Nona menghentikan langkahnya ketika ia mendapati sebuah benda bundar pipih dan licin. Dilihatnya sekeliling. Sepi. Angin bertiup semilir dan -amboi indahnya pemandangan di tempat itu!
Nona mengalihkan pandangannya pada benda berwarna putih serupa dirinya itu. Bahannya sama dengan wajahku..-ia meraba benda itu, kemudian membandingkan dengan wajahnya. Perlahan Nona melangkahkan kakinya ke atas benda itu, lalu duduk dengan hati-hati. Rasanya nyaman sekali. Ia mengeluarkan buku dari balik roknya yang kini melembung dan tampak seperti labu raksasa, dan mulai membaca.
"Hei, nona, apa isinya?" tiba-tiba muncul sebuah suara. Nona terperanjat. Seekor tikus dengan sebuah botol kecil sedang menatapnya, menanti jawaban.
"Eh, i-ini, tidak tahu, baru halaman pertama. Kata pengantar." Nona membalik bukunya, mencari judul di bagian sampul, tetapi tidak ada tulisan apa-apa disitu.
"Bukaaan. Kepalamu, apa isinya? Boleh dong, minta beberapa tetes. Semoga teh, nanti sore ada arisan di rumahku."
"Heh?" Nona bingung, ia pura-pura membaca bukunya.
"Hei, nona, pelit banget sih!" si tikus mendecak kesal.
Nona mengangkat wajahnya, memelototi si tikus, "bagaimana kau tahu namaku?"
"Memang siapa namamu?"
"Nona!"
"Oh. Asal tebak saja." si tikus melengos, malas meluruskan kesalahpahaman itu. "Ayo, bagi minumnya dong!"
Tapi Nona tidak menanggapi dan kembali sibuk dengan bukunya. Ternyata buku memasak.
"Ya ampun wanginyaaa!" sebuah suara lain, kali ini dari sisi berlawanan dengan tempat si tikus berdiri.
Nona menoleh kesal ke asal suara. Seekor binatang yang tidak jelas bentuknya melompat-lompat timbul-hilang-timbul-hilang dari sebuah lubang. Lompatan terakhir cukup tinggi sehingga binatang itu mendarat juga di atas rumput. Seekor kelinci.
"Wangi kopi. Boleh dong dibagi!" Si kelinci tersenyum merayu. Nona tidak mengerti apa yang mereka bicarakan, tapi keduanya sudah mengganggu acara membacanya.
"Pergi kalian!" hardiknya. Si tikus mendecit kaget. Si kelinci mundur beberapa langkah ke belakang, dan hampir masuk lagi ke dalam lubang.

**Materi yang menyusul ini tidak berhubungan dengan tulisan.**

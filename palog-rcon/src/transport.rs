//! Connection seam between [`RconClient`](crate::RconClient) and the wire.
//!
//! A [`Dialer`] opens and authenticates one connection; the resulting
//! [`Session`] runs commands and is closed by the client after every command.
//! Responses are raw bytes so that garbled output can still be salvaged.

use std::io;
use std::time::Duration;

use tokio::io::{AsyncReadExt, AsyncWriteExt};
use tokio::net::TcpStream;
use tokio::time::timeout;
use tracing::debug;

use crate::error::{ExecuteError, TransportError};
use crate::packet::{self, Packet, SERVERDATA_AUTH, SERVERDATA_AUTH_RESPONSE, SERVERDATA_EXECCOMMAND};

/// Opens authenticated RCON sessions.
#[allow(async_fn_in_trait)]
pub trait Dialer {
    type Session: Session;

    /// Connect to `endpoint` and authenticate, giving up after `timeout`.
    async fn dial(
        &self,
        endpoint: &str,
        password: &str,
        timeout: Duration,
    ) -> Result<Self::Session, TransportError>;
}

/// One authenticated connection.
#[allow(async_fn_in_trait)]
pub trait Session {
    /// Run `command` and return the raw response body.
    ///
    /// On failure the error carries whatever part of the body had arrived.
    async fn execute(&mut self, command: &str, deadline: Duration) -> Result<Vec<u8>, ExecuteError>;

    /// Tear the connection down.
    async fn close(self);
}

/// Dials real TCP connections.
#[derive(Debug, Clone, Copy, Default)]
pub struct TcpDialer;

pub struct TcpSession {
    stream: TcpStream,
    next_id: i32,
}

impl Dialer for TcpDialer {
    type Session = TcpSession;

    async fn dial(
        &self,
        endpoint: &str,
        password: &str,
        dial_timeout: Duration,
    ) -> Result<TcpSession, TransportError> {
        let handshake = async {
            let stream = TcpStream::connect(endpoint).await?;
            let mut session = TcpSession { stream, next_id: 1 };
            session.authenticate(password).await?;
            Ok::<_, TransportError>(session)
        };

        timeout(dial_timeout, handshake)
            .await
            .map_err(|_| TransportError::Timeout(dial_timeout))?
    }
}

impl TcpSession {
    async fn send(&mut self, kind: i32, body: &[u8]) -> io::Result<i32> {
        let id = self.next_id;
        self.next_id = self.next_id.wrapping_add(1).max(1);
        self.stream.write_all(&packet::encode(id, kind, body)).await?;
        Ok(id)
    }

    async fn exchange(&mut self, command: &str, received: &mut Vec<u8>) -> io::Result<Packet> {
        self.send(SERVERDATA_EXECCOMMAND, command.as_bytes()).await?;
        read_packet(&mut self.stream, received).await
    }

    async fn authenticate(&mut self, password: &str) -> Result<(), TransportError> {
        let id = self.send(SERVERDATA_AUTH, password.as_bytes()).await?;
        let mut buf = Vec::new();
        loop {
            let reply = read_packet(&mut self.stream, &mut buf).await?;
            // Some servers send an empty response value ahead of the verdict.
            if reply.kind != SERVERDATA_AUTH_RESPONSE {
                continue;
            }
            if reply.id != id {
                return Err(TransportError::AuthRejected);
            }
            return Ok(());
        }
    }
}

impl Session for TcpSession {
    async fn execute(&mut self, command: &str, deadline: Duration) -> Result<Vec<u8>, ExecuteError> {
        // Palworld answers every command with a single packet.
        let mut received = Vec::new();
        let result = timeout(deadline, self.exchange(command, &mut received)).await;

        match result {
            Ok(Ok(reply)) => Ok(reply.body),
            Ok(Err(e)) => Err(ExecuteError::with_partial(packet::partial_body(&received), e.into())),
            Err(_) => Err(ExecuteError::with_partial(
                packet::partial_body(&received),
                TransportError::Timeout(deadline),
            )),
        }
    }

    async fn close(mut self) {
        if let Err(e) = self.stream.shutdown().await {
            debug!(error = %e, "rcon shutdown failed");
        }
    }
}

/// Read until `buf` holds a whole packet, then take it off the front.
///
/// Bytes of an unfinished packet stay in `buf` if this future is dropped or fails.
async fn read_packet(stream: &mut TcpStream, buf: &mut Vec<u8>) -> io::Result<Packet> {
    let mut chunk = [0u8; 4096];
    loop {
        if let Some((packet, used)) = packet::decode(buf)? {
            buf.drain(..used);
            return Ok(packet);
        }
        let n = stream.read(&mut chunk).await?;
        if n == 0 {
            return Err(io::ErrorKind::UnexpectedEof.into());
        }
        buf.extend_from_slice(&chunk[..n]);
    }
}

#[cfg(test)]
mod tests {
    use super::*;
    use tokio::net::TcpListener;

    const PASSWORD: &str = "secret";

    /// Read one whole packet off a server-side socket.
    async fn recv(stream: &mut TcpStream) -> Packet {
        let mut buf = Vec::new();
        read_packet(stream, &mut buf).await.unwrap()
    }

    /// Accept one client, answer its login, then hand the socket to `serve`.
    async fn server<F, Fut>(serve: F) -> String
    where
        F: FnOnce(TcpStream) -> Fut + Send + 'static,
        Fut: Future<Output = ()> + Send + 'static,
    {
        let listener = TcpListener::bind("127.0.0.1:0").await.unwrap();
        let endpoint = listener.local_addr().unwrap().to_string();
        tokio::spawn(async move {
            let (mut stream, _) = listener.accept().await.unwrap();
            let auth = recv(&mut stream).await;
            let verdict = if auth.body == PASSWORD.as_bytes() { auth.id } else { -1 };
            stream.write_all(&packet::encode(auth.id, 0, b"")).await.unwrap();
            stream
                .write_all(&packet::encode(verdict, SERVERDATA_AUTH_RESPONSE, b""))
                .await
                .unwrap();
            serve(stream).await;
        });
        endpoint
    }

    #[tokio::test]
    async fn test_execute_returns_raw_bytes() {
        let body = b"name,playeruid,steamid\nAl\xE3\x81,123456789,1\n\0\0";
        let endpoint = server(move |mut stream| async move {
            let command = recv(&mut stream).await;
            assert_eq!(command.kind, SERVERDATA_EXECCOMMAND);
            assert_eq!(command.body, b"ShowPlayers");
            stream.write_all(&packet::encode(command.id, 0, body)).await.unwrap();
        })
        .await;

        let mut session = TcpDialer
            .dial(&endpoint, PASSWORD, Duration::from_secs(1))
            .await
            .unwrap();
        let output = session.execute("ShowPlayers", Duration::from_secs(1)).await.unwrap();
        session.close().await;

        assert_eq!(output, body);
    }

    #[tokio::test]
    async fn test_wrong_password_is_rejected() {
        let endpoint = server(|_| async {}).await;
        let result = TcpDialer.dial(&endpoint, "wrong", Duration::from_secs(1)).await;
        assert!(matches!(result, Err(TransportError::AuthRejected)));
    }

    #[tokio::test]
    async fn test_timeout_keeps_partial_body() {
        let endpoint = server(|mut stream| async move {
            let command = recv(&mut stream).await;
            // Promise a long body, deliver only part of it and stall.
            let mut buf = packet::encode(command.id, 0, &[b'x'; 100]);
            buf.truncate(12 + 30);
            buf[12..42].copy_from_slice(b"name,playeruid,steamid\nAlice,1");
            stream.write_all(&buf).await.unwrap();
            tokio::time::sleep(Duration::from_secs(5)).await;
        })
        .await;

        let mut session = TcpDialer
            .dial(&endpoint, PASSWORD, Duration::from_secs(1))
            .await
            .unwrap();
        let err = session
            .execute("ShowPlayers", Duration::from_millis(200))
            .await
            .unwrap_err();

        assert!(matches!(err.source, TransportError::Timeout(_)));
        assert_eq!(err.partial, b"name,playeruid,steamid\nAlice,1");
    }

    #[tokio::test]
    async fn test_dial_times_out_without_login_reply() {
        let listener = TcpListener::bind("127.0.0.1:0").await.unwrap();
        let endpoint = listener.local_addr().unwrap().to_string();
        tokio::spawn(async move {
            let (_stream, _) = listener.accept().await.unwrap();
            tokio::time::sleep(Duration::from_secs(5)).await;
        });

        let result = TcpDialer.dial(&endpoint, PASSWORD, Duration::from_millis(200)).await;
        assert!(matches!(result, Err(TransportError::Timeout(_))));
    }
}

"Yang satu ini pelit, ya!" seru si tikus pada kelinci.
"Ember!"
"Tapi mukanya mirip sekali sama yang dulu itu..."
"Nah cetakannya sama, kaleee!" Mereka asyik ngobrol sendiri di hadapan Nona.
"Ngomong-ngomong," si kelinci mendehem dibuat-buat dan kembali menghampiri Nona, "kamu duduk di atas lepekku lho!"
"Lepek apa?" tanya Nona dengan ketus.
"Itu, benda yang sedang kau duduki yang bahannya sama dengan wajahmu. Itu lepek -tatakan. Itu pu-nya-ku!" si kelinci mengeja kata terakhir.
"Aku bahkan punya jalinan sedotan plastik yang bisa kau pakai untuk meminum isi kepalamu sendiri -tuh, kusimpan di dalam lubangku. Tetapi tentu saja tidak gratis!"
Lalu si kelinci mulai menjelaskan tentang lepek yang diduduki Nona, dan apa fungsinya. Ia mengambil jalinan sedotan yang ia sebutkan, dan menjelaskan juga apa fungsinya.
"Mungkin kamu tidak tahu karena kamu masih terlalu muda, sebenarnya kamu bisa meminum isi di kepalamu. Isinya bisa bermacam-macam, tapi kalau boleh kutebak hari ini kau membawa kopi. Aku hafal wanginya."
"Ah, sial, bukan teh ya? Tapi ngga papa deh, daripada air putih..." si tikus kembali bergabung setelah sebelumnya hanya duduk di agak jauh dari mereka, membiarkan si kelinci yang menjelaskan.
"Kamu dari keluarga Cingkir kan?" tanya si kelinci.
"Bagaimana kau tahu?" kali ini Nona mulai tertarik dengan dua makhluk di hadapannya dan hal-hal baru yang mereka ceritakan.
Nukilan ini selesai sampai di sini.